-------- DATA FOR THIS TASK --------

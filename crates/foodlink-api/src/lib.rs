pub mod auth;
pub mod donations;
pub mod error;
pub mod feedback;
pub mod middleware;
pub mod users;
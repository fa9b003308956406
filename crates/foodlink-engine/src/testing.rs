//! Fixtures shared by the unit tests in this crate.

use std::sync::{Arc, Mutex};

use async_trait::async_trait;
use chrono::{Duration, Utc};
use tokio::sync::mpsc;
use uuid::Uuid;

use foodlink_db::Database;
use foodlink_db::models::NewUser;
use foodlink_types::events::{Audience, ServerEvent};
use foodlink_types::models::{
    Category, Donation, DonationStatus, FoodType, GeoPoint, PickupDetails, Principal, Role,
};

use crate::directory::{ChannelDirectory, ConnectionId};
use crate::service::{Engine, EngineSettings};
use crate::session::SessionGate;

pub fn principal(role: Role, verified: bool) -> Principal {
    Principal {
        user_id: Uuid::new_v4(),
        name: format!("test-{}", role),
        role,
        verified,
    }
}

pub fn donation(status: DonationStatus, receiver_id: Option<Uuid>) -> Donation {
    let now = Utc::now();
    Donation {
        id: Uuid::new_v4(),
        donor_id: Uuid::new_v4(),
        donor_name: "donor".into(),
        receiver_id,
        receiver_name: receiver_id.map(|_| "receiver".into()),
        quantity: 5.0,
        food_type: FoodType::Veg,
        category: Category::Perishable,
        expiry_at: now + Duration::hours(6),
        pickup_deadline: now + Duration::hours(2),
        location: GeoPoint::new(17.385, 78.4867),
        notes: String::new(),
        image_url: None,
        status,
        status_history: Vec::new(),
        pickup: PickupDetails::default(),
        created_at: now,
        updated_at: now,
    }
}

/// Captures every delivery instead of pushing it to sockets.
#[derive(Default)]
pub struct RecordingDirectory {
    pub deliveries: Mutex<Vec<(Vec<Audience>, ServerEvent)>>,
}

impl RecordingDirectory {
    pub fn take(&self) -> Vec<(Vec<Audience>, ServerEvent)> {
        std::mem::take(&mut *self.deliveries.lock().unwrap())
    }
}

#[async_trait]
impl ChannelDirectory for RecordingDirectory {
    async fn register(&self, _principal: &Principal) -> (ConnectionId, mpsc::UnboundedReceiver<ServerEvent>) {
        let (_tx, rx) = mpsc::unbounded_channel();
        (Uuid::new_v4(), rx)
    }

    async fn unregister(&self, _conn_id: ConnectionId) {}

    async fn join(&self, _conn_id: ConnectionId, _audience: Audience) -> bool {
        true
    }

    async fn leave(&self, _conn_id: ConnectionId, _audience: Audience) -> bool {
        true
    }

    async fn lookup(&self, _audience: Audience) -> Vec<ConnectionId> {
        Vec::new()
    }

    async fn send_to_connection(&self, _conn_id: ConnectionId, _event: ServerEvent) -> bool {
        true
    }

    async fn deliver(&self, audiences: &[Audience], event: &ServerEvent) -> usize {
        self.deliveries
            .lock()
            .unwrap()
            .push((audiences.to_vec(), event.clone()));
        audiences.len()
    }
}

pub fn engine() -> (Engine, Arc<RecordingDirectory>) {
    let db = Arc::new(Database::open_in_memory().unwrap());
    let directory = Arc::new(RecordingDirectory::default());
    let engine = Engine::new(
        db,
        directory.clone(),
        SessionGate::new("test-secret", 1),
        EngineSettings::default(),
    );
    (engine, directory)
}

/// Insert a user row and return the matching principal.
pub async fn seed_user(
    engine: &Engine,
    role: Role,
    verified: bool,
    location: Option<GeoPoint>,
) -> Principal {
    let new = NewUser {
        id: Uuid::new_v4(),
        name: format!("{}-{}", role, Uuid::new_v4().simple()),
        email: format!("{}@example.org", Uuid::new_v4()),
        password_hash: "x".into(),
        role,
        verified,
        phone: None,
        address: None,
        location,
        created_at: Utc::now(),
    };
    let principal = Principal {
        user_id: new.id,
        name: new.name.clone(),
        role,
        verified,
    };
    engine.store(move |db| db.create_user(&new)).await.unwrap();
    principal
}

--------

## AIM OF THE TASK
For each line above that holds the string "crates", provide a copy of that line.

## YOUR RESPONSE
filename crates/foodlink-api/src/lib.rs
filename crates/foodlink-engine/src/testing.rs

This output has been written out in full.